Many early canopy tourers were graduate students. They were lithe, strong, youthful and perhaps most importantly driven by the dictum that they must make a completely novel and unique contribution to science in order to earn their degrees.
I’ve known graduate students who would have climbed burning trees in the middle of a lightning storm if they believed there was a novel contribution at the top (I may have been one…).
It wasn’t long before the techniques began to improve and specialize. Someone introduced the Tyrolean traverse (sliding along a horizontal rope) so the researchers could move between trees without returning to the ground. The inclined Tyrolean made it much faster and more fun to get back to the ground at the end of the day.
Soon entrepreneurs saw the entertainment value and the commercial canopy tour was born. The development of new methods has continued as well, and today there are a number of different ways to explore or exhilarate in the tree-tops.
Types of Canopy Tours
At first all canopy tours were cobbled together with climbing gear and ropes with small platforms nailed to the trunk where one could wait their turn.
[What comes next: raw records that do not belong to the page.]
//! Kino CLI - Headless driver for the fragment pipeline
//!
//! Features:
//! - Synthetic VOD sessions through the full buffering and injection engine
//! - ABR, rampdown and discontinuity behaviour under scripted failures
//! - Pipeline configuration dump and validation

use clap::{Parser, Subcommand, ValueEnum};
use std::path::PathBuf;
use std::time::Duration;

use kino_pipeline::{PipelineConfig, StreamProtocol};

mod commands;
mod output;
mod simulate;

/// Kino CLI - Fragment pipeline toolkit
#[derive(Parser)]
#[command(name = "kino-cli")]
#[command(author = "Purple Squirrel Media")]
#[command(version)]
#[command(about = "Fragment buffering, injection and ABR toolkit", long_about = None)]
struct Cli {
    /// Enable verbose output
    #[arg(short, long)]
    verbose: bool,

    /// Output format (text, json, table)
    #[arg(short, long, default_value = "text")]
    format: String,

    #[command(subcommand)]
    command: Commands,
}

#[derive(Clone, Copy, ValueEnum)]
enum Protocol {
    Dash,
    Hls,
    Progressive,
}

impl From<Protocol> for StreamProtocol {
    fn from(protocol: Protocol) -> Self {
        match protocol {
            Protocol::Dash => StreamProtocol::Dash,
            Protocol::Hls => StreamProtocol::Hls,
            Protocol::Progressive => StreamProtocol::Progressive,
        }
    }
}

#[derive(Subcommand)]
enum Commands {
    /// Run a synthetic VOD session through the pipeline
    Simulate {
        /// Video profile bandwidths in bps (comma separated)
        #[arg(short, long, value_delimiter = ',', default_value = "400000,1200000,3000000")]
        profiles: Vec<u64>,

        /// Fragments per track
        #[arg(short = 'n', long, default_value = "30")]
        fragments: usize,

        /// Fragment duration in seconds
        #[arg(short = 'd', long, default_value = "2.0")]
        fragment_duration: f64,

        /// Playback rate (values above 1 or below 0 play video only)
        #[arg(short, long, default_value = "1.0", allow_hyphen_values = true)]
        rate: f64,

        /// Simulated network throughput in bps
        #[arg(short, long, default_value = "2500000")]
        bandwidth: u64,

        /// Fail every Nth video download once
        #[arg(long)]
        fail_every: Option<usize>,

        /// Start a new period at this fragment index on every track
        #[arg(long)]
        discontinuity_at: Option<usize>,

        /// Video only, no audio track
        #[arg(long)]
        no_audio: bool,

        /// Audio is muxed into the video fragments
        #[arg(long)]
        muxed: bool,

        /// Streaming protocol
        #[arg(long, value_enum, default_value = "dash")]
        protocol: Protocol,

        /// Pipeline configuration file (JSON)
        #[arg(short, long)]
        config: Option<PathBuf>,

        /// Give up after this many seconds
        #[arg(long, default_value = "60")]
        timeout: u64,
    },

    /// Print the default pipeline configuration, or validate a file
    Config {
        /// Configuration file to validate
        path: Option<PathBuf>,
    },
}

#[tokio::main]
async fn main() -> anyhow::Result<()> {
    let cli = Cli::parse();

    // Initialize tracing
    let level = if cli.verbose { "debug" } else { "warn" };
    tracing_subscriber::fmt()
        .with_env_filter(level)
        .with_writer(std::io::stderr)
        .init();
    kino_pipeline::init();

    match cli.command {
        Commands::Simulate {
            profiles,
            fragments,
            fragment_duration,
            rate,
            bandwidth,
            fail_every,
            discontinuity_at,
            no_audio,
            muxed,
            protocol,
            config,
            timeout,
        } => {
            let config = match config {
                Some(path) => PipelineConfig::from_json_file(&path)?,
                None => PipelineConfig::default(),
            };
            if rate == 0.0 {
                anyhow::bail!("playback rate must be non-zero");
            }
            let options = simulate::SimulationOptions {
                profiles,
                fragments,
                fragment_duration,
                audio: !no_audio,
                muxed,
                rate,
                bandwidth,
                fail_every,
                discontinuity_at,
                protocol: protocol.into(),
                timeout: Duration::from_secs(timeout),
                config,
            };
            commands::simulate(options, &cli.format).await?;
        }
        Commands::Config { path } => {
            commands::config(path, &cli.format).await?;
        }
    }

    Ok(())
}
Now there are at least half a dozen techniques for exploration and entertainment in the tree tops. To a certain degree equipment for commercial tours and scientific explorations diverge.
Commercial: Not all Canopy Tours are Created Equal Zip-Lines
Far and away the most popular type of tourist canopy tour is a series of traverses and slides that has little to do with exploration and everything to do with exhilaration. Steel cables, some measured in kilometers descend entire mountainsides and riders fly along at hair-raising speeds and heights where the trees look like tiny dots. The chances of spotting any canopy residents are nil.
Sliding along cables through the treetops gives a unique perspective on the rainforest, but zip-lines like this one have become more of a thrill ride, while suspension bridges and platforms allow naturalists more time for exploration.
Some of these courses are pure adrenaline rides, but others mix in some bridges, trails, platforms and quieter traverses along with guides trained in natural history so you can do some exploration and observation of the unique treetop ecosystems in between sixty second rushes.
For the most part these tours are very safe, but you should be aware that the equipment required to put together this kind of course only costs a few hundred dollars and small ones have sprouted up everywhere. There is no licensing or safety inspection required, but you can be certain the course you’ve chosen is safe by looking for design standards by the American Challenge Course Technologies (ACCT), and/or or voluntary certification by the ICT.
Canopy Zip-Rails
The latest innovation to hit the canopy zip is switching out the cable for a rail so the harnessed rider can plummet down stomach churning free fall drops and sling around corners in the tree tops. El Avatar is a new ride outside Manuel Antonio National Park.
Bridges
Originally the bridges used in canopy exploration were simply a pair of parallel ropes one above the other so investigators could clip their harness onto and hold one as a railing while “tight-roping” along the other. Now they range from teetering wood slat rope bridges looking like something out of an adventure movie to steel and aluminum marvels that rival the Golden Gate in engineering if not size.
Bridges are an excellent choice for extended treks through the treetops. If you’re a birder or simply fascinated by nature you can easily while away an entire day watching and relaxing.
Most bridge based tours include nature trails along the ground to give you another perspective while you walk from bridge to bridge. Some require ladders, ropes and platforms to move from bridge to bridge, but others can be navigated by simply walking.
Gondolas
The most accessible way to explore the treetops is suitable for small children and people with limited mobility or athletic ability.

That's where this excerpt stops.